Health June 10th, 2005

Mr. Speaker, this is what the foreign affairs minister had to say about private health care:

If some provinces want to experiment with private delivery options, my view is that as long as (provinces) respect the single, public payer, we should be examining these efforts and then compare notes between the provinces.

He went on to say:

I'm saying that the Canada Health Act does not preclude delivery of services by private elements as long as there is a single public payer.

This is a government member, a minister of the Prime Minister's own government, saying that we are going down that road. How does he explain this basic, blatant hypocrisy within his own government?

Health June 10th, 2005

Mr. Speaker, that is very interesting. This is what the Parliamentary Secretary to the Minister of National Defence had to say:

To save our medical system, we must embrace new ideas, such as allowing a separate, parallel, private system to augment and enhance our public system.

The Supreme Court said that as a result of wait lists, patients in Canada are dying. The Liberal government's cuts caused the crisis in health care, the loss of doctors and nurses, and the growth of private health care clinics. Wait times doubled on the Prime Minister's watch.

Did the Prime Minister not foresee the growth in private health care as a result of his cuts or is it, as Sheila Copps said recently, that the Prime Minister's hidden agenda was to have a two tier health care system?

Health June 10th, 2005

Mr. Speaker, no one in Canada is more responsible for the declining state of health care than the Prime Minister. The unilateral cuts to health care that he inflicted a decade ago do not come close to a fix for a generation that he boldly proclaimed last September.

Dr. Albert Schumacher, president of the Canadian Medical Association, said that the financial commitment was not nearly enough to provide the kind of quality health care patients deserve.

While the Prime Minister waits for his generational fix to kick in, what should Canadians do about their personal, lengthy wait times for surgical procedures, just pull out their credit cards like he does?

Health June 9th, 2005

Mr. Speaker, the Prime Minister is a stranger to the truth. He knows he cut $25 billion from health care.

The Supreme Court's decision today says:

The evidence shows that, in the case of certain surgical procedures, the delays that are the necessary result of waiting lists increase the patient’s risk of mortality or the risk that his or her injuries will become irreparable.

Wait times have doubled under the Liberal government. There is no plan and with the Prime Minister's one-off deals with the provinces he has created the potential for a 10 tier system of private-public health care.

What will the Prime Minister do to address this patchwork system of health care for Canadians and how does he respond to Quebec's demands today?

Health June 9th, 2005

Mr. Speaker, the reality is the Prime Minister and that party brought medicare into peril. The Prime Minister himself may benefit from a parallel health system but most Canadians cannot.

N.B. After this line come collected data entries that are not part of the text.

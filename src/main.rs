//! BANCA — betting ledger for home blackjack tables
//!
//! Entry point. Loads configuration, initialises structured logging and
//! serves the table API until Ctrl+C.

use anyhow::Result;
use std::path::Path;
use std::sync::Arc;
use tracing::{info, warn};

use banca::config::{self, AppConfig};
use banca::server::{self, TableState};

const BANNER: &str = r#"
 ____    _    _   _  ____    _
| __ )  / \  | \ | |/ ___|  / \
|  _ \ / _ \ |  \| | |     / _ \
| |_) / ___ \| |\  | |___ / ___ \
|____/_/   \_\_| \_|\____/_/   \_\

  banker-vs-players ledger
"#;

#[tokio::main]
async fn main() -> Result<()> {
    // Load .env file if present (non-fatal if missing)
    let _ = dotenv::dotenv();

    init_logging();

    let path =
        std::env::var("BANCA_CONFIG").unwrap_or_else(|_| config::DEFAULT_CONFIG_FILE.to_string());
    let cfg = if Path::new(&path).exists() {
        AppConfig::load(&path)?
    } else {
        warn!(path = %path, "Config file not found, using defaults");
        AppConfig::default()
    };

    println!("{BANNER}");
    info!(
        table = %cfg.session.name,
        base_bet = %cfg.session.base_bet,
        currency = %cfg.display.currency_symbol,
        "BANCA starting up"
    );

    if !cfg.server.enabled {
        warn!("Table server disabled in config, nothing to do");
        return Ok(());
    }

    let state = Arc::new(TableState::from_config(&cfg));
    server::serve(state, &cfg.server.host, cfg.server.port, shutdown_signal()).await?;

    info!("BANCA shut down cleanly.");
    Ok(())
}

/// Resolves on Ctrl+C.
async fn shutdown_signal() {
    if let Err(e) = tokio::signal::ctrl_c().await {
        warn!(error = %e, "Failed to listen for Ctrl+C");
        std::future::pending::<()>().await;
    }
    info!("Shutdown signal received.");
}

/// Initialise the `tracing` subscriber.
fn init_logging() {
    use tracing_subscriber::{fmt, EnvFilter};

    let env_filter =
        EnvFilter::try_from_default_env().unwrap_or_else(|_| EnvFilter::new("banca=info"));

    if std::env::var("BANCA_LOG_JSON").is_ok() {
        fmt()
            .json()
            .with_env_filter(env_filter)
            .with_target(true)
            .with_thread_ids(true)
            .init();
    } else {
        fmt().with_env_filter(env_filter).with_target(true).init();
    }
}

Ten years ago the Prime Minister, then finance minister, took $25 billion out of the health care system. Downloading of costs to the provinces and increasing the wait times for patients are the direct result of his actions. The Prime Minister said that he brought in a health care fix for a generation. In reality, Canadians may suffer lengthy wait times for another generation to fix health care.

How could Canadians possibly believe the Prime Minister has solutions when he is the perpetrator of the problem?

Health June 9th, 2005

Mr. Speaker, today's decision from the Supreme Court opens the door to further deterioration of the publicly funded health care system in Canada. The Canadian Medical Association stated, “medically necessary health care delayed is health care denied”.

Due to the cuts imposed by the Prime Minister for over a decade, Canadians' timely access to health care was the victim of political decisions of the Liberal government. As minister of finance, he was the architect of those cuts.

Further court actions could destroy the underpinnings of the Canada Health Act. What will the Prime Minister do to ensure that Canada's universally accessible, publicly funded health care system is preserved?